What needs to be done: Reproduce exactly, and only, the lines below from the one containing "pub mod engine;" through the one containing "must be >= low".

Records supplied:
//! # Taiwan Stock-Market Ingestion Pipeline
//!
//! A concurrent pipeline that scrapes daily Taiwan stock-exchange datasets
//! (TWSE/TPEx price closes, institutional buy/sell flow, broker-concentration
//! pages), normalizes them into typed records, and hands record batches to a
//! persistence sink.
//!
//! ## Architecture
//!
//! The crate is organized around a job/worker-pool engine:
//!
//! - [`source`] - Catalog of scrape targets: URL templates, record capacities,
//!   date-format conventions per exchange
//! - [`engine`] - Dispatcher, worker pool and the job abstraction
//! - [`crawler`] - HTTP fetch capability
//! - [`parser`] - CSV/HTML decoding into typed records
//! - [`pipeline`] - Orchestrators: batch download, stock-list download,
//!   concentration refresh, with fan-in aggregation into the sink
//! - [`sink`] - Persistence seam (async trait) plus an in-memory implementation
//! - [`lock`] - Distributed lock used to dedup scheduled runs across instances
//! - [`trigger`] - Cron-driven, lock-gated batch trigger
//!
//! Control flow: an orchestrator generates jobs for a date range and pushes
//! them onto the shared [`engine::JobQueue`]; the [`engine::Dispatcher`]
//! forwards each job to an idle worker; the job fetches and parses its pages,
//! then writes one accumulated batch to the orchestrator's result channel; a
//! fan-in task drains result channels into the [`sink::DataSink`].
//!
//! ## Quick start
//!
//! ```no_run
//! use std::sync::Arc;
//! use tokio_util::sync::CancellationToken;
//! use twstock_ingest::crawler::HttpFetcher;
//! use twstock_ingest::engine::Engine;
//! use twstock_ingest::pipeline::{DownloadRequest, Pipeline};
//! use twstock_ingest::sink::MemorySink;
//! use twstock_ingest::telemetry::LogReporter;
//!
//! # async fn example() {
//! let (queue, engine) = Engine::start(5, 256);
//! let pipeline = Pipeline::new(
//!     queue,
//!     Arc::new(HttpFetcher::new(None)),
//!     Arc::new(MemorySink::new()),
//!     Arc::new(LogReporter),
//! );
//! let cancel = CancellationToken::new();
//! let fan_in = pipeline.batching_download(cancel, DownloadRequest::default());
//! fan_in.await.ok();
//! engine.shutdown().await;
//! # }
//! ```

#![warn(clippy::all)]

use rust_decimal::Decimal;
use serde::{Deserialize, Serialize};

pub mod cli;
pub mod crawler;
pub mod engine;
pub mod lock;
pub mod parser;
pub mod pipeline;
pub mod sink;
pub mod source;
pub mod telemetry;
pub mod trigger;

pub use source::Source;

/// Daily closing quote for one stock on one trading day.
#[derive(Debug, Clone, PartialEq, Serialize, Deserialize)]
pub struct DailyClose {
    /// Exchange stock code (e.g. "2330")
    pub stock_id: String,
    /// Trading day, `YYYYMMDD`
    pub date: String,
    /// Traded share count
    pub trade_shares: u64,
    /// Number of transactions
    pub transactions: u64,
    /// Turnover in TWD
    pub turnover: u64,
    /// Opening price
    pub open: Decimal,
    /// Day high
    pub high: Decimal,
    /// Day low
    pub low: Decimal,
    /// Closing price
    pub close: Decimal,
    /// Signed change against the previous close
    pub price_diff: Decimal,
}

impl DailyClose {
    /// Sanity-check the parsed row.
    pub fn validate(&self) -> Result<(), String> {
        if self.stock_id.is_empty() {
            return Err("stock id cannot be empty".to_string());
        }
        if self.date.is_empty() {
            return Err("date cannot be empty".to_string());
        }
        if self.high < self.low {
            return Err(format!(
                "high ({}) must be >= low ({})",
                self.high, self.low
            ));
        }
        Ok(())
    }
}

/// Institutional buy/sell flow (foreign, trust, dealer) for one stock/day.
#[derive(Debug, Clone, PartialEq, Eq, Serialize, Deserialize)]
pub struct ThreePrimary {
    /// Exchange stock code
    pub stock_id: String,
    /// Trading day, `YYYYMMDD`
    pub date: String,
    /// Foreign investors net shares
    pub foreign_trade_shares: i64,
    /// Investment trust net shares
    pub trust_trade_shares: i64,
    /// Dealer (proprietary) net shares
    pub dealer_trade_shares: i64,
    /// Dealer hedging net shares
    pub hedging_trade_shares: i64,
}

/// One listed instrument from the exchange ISIN registry.
#[derive(Debug, Clone, PartialEq, Eq, Serialize, Deserialize)]
pub struct StockEntry {
    /// Exchange stock code
    pub stock_id: String,
    /// Instrument name
    pub name: String,
    /// Listing market ("TwSE" or "TPEx")
    pub market: String,
    /// Industry category
    pub category: String,
    /// ISO country code
    pub country: String,
}

/// Broker-concentration aggregate for one stock/day.
///
/// Rows scraped from a broker-ranking page carry the page index in `page`;
/// the fan-in uses it to pick the canonical row (page 1) and to build the
/// per-page buy/sell differential array. Persisted rows have `page == None`.
#[derive(Debug, Clone, PartialEq, Serialize, Deserialize)]
pub struct StakeConcentration {
    /// Exchange stock code
    pub stock_id: String,
    /// Trading day, `YYYY-MM-DD`
    pub date: String,
    /// Broker-ranking page this row was scraped from (1, 2, 3, 4 or 6)
    #[serde(skip_serializing_if = "Option::is_none")]
    pub page: Option<u8>,
    /// Total shares bought by the top brokers (lots)
    pub sum_buy_shares: u64,
    /// Total shares sold by the top brokers (lots)
    pub sum_sell_shares: u64,
    /// Average buy price
    pub avg_buy_price: Decimal,
    /// Average sell price
    pub avg_sell_price: Decimal,
    /// 1-day concentration percentage
    pub concentration_1: f64,
    /// 5-day concentration percentage
    pub concentration_5: f64,
    /// 10-day concentration percentage
    pub concentration_10: f64,
    /// 20-day concentration percentage
    pub concentration_20: f64,
    /// 60-day concentration percentage
    pub concentration_60: f64,
}

impl StakeConcentration {
    /// A scraped row is usable once it carries the id, date and both totals.
    pub fn validate(&self) -> bool {
        !self.stock_id.is_empty()
            && !self.date.is_empty()
            && (self.sum_buy_shares > 0 || self.sum_sell_shares > 0)
    }

    /// Empty aggregate for (stock, date); used by the scraper and calculator.
    pub fn empty(stock_id: impl Into<String>, date: impl Into<String>) -> Self {
        Self {
            stock_id: stock_id.into(),
            date: date.into(),
            page: None,
            sum_buy_shares: 0,
            sum_sell_shares: 0,
            avg_buy_price: Decimal::ZERO,
            avg_sell_price: Decimal::ZERO,
            concentration_1: 0.0,
            concentration_5: 0.0,
            concentration_10: 0.0,
            concentration_20: 0.0,
            concentration_60: 0.0,
        }
    }
}

/// Daily traded volume row, input to the concentration calculation.
#[derive(Debug, Clone, PartialEq, Eq, Serialize, Deserialize)]
pub struct TradeVolume {
    /// Trading day, most recent first in calculator input
    pub date: String,
    /// Traded share count
    pub trade_shares: u64,
}

/// Heterogeneous parsed record, the element type of a job's result batch.
#[derive(Debug, Clone, PartialEq)]
pub enum Record {
    /// Daily closing quote
    DailyClose(DailyClose),
    /// Institutional flow row
    ThreePrimary(ThreePrimary),
    /// Stock-list entry
    Stock(StockEntry),
    /// Broker-concentration page row
    Concentration(StakeConcentration),
}

impl Record {
    /// Extract a daily close, discarding other variants.
    pub fn into_daily_close(self) -> Option<DailyClose> {
        match self {
            Record::DailyClose(v) => Some(v),
            _ => None,
        }
    }

    /// Extract a three-primary row, discarding other variants.
    pub fn into_three_primary(self) -> Option<ThreePrimary> {
        match self {
            Record::ThreePrimary(v) => Some(v),
            _ => None,
        }
    }

    /// Extract a stock-list entry, discarding other variants.
    pub fn into_stock(self) -> Option<StockEntry> {
        match self {
            Record::Stock(v) => Some(v),
            _ => None,
        }
    }

    /// Extract a concentration row, discarding other variants.
    pub fn into_concentration(self) -> Option<StakeConcentration> {
        match self {
            Record::Concentration(v) => Some(v),
            _ => None,
        }
    }
}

Written solution:
pub mod engine;
pub mod lock;
pub mod parser;
pub mod pipeline;
pub mod sink;
pub mod source;
pub mod telemetry;
pub mod trigger;

pub use source::Source;

/// Daily closing quote for one stock on one trading day.
#[derive(Debug, Clone, PartialEq, Serialize, Deserialize)]
pub struct DailyClose {
    /// Exchange stock code (e.g. "2330")
    pub stock_id: String,
    /// Trading day, `YYYYMMDD`
    pub date: String,
    /// Traded share count
    pub trade_shares: u64,
    /// Number of transactions
    pub transactions: u64,
    /// Turnover in TWD
    pub turnover: u64,
    /// Opening price
    pub open: Decimal,
    /// Day high
    pub high: Decimal,
    /// Day low
    pub low: Decimal,
    /// Closing price
    pub close: Decimal,
    /// Signed change against the previous close
    pub price_diff: Decimal,
}

impl DailyClose {
    /// Sanity-check the parsed row.
    pub fn validate(&self) -> Result<(), String> {
        if self.stock_id.is_empty() {
            return Err("stock id cannot be empty".to_string());
        }
        if self.date.is_empty() {
            return Err("date cannot be empty".to_string());
        }
        if self.high < self.low {
            return Err(format!(
                "high ({}) must be >= low ({})",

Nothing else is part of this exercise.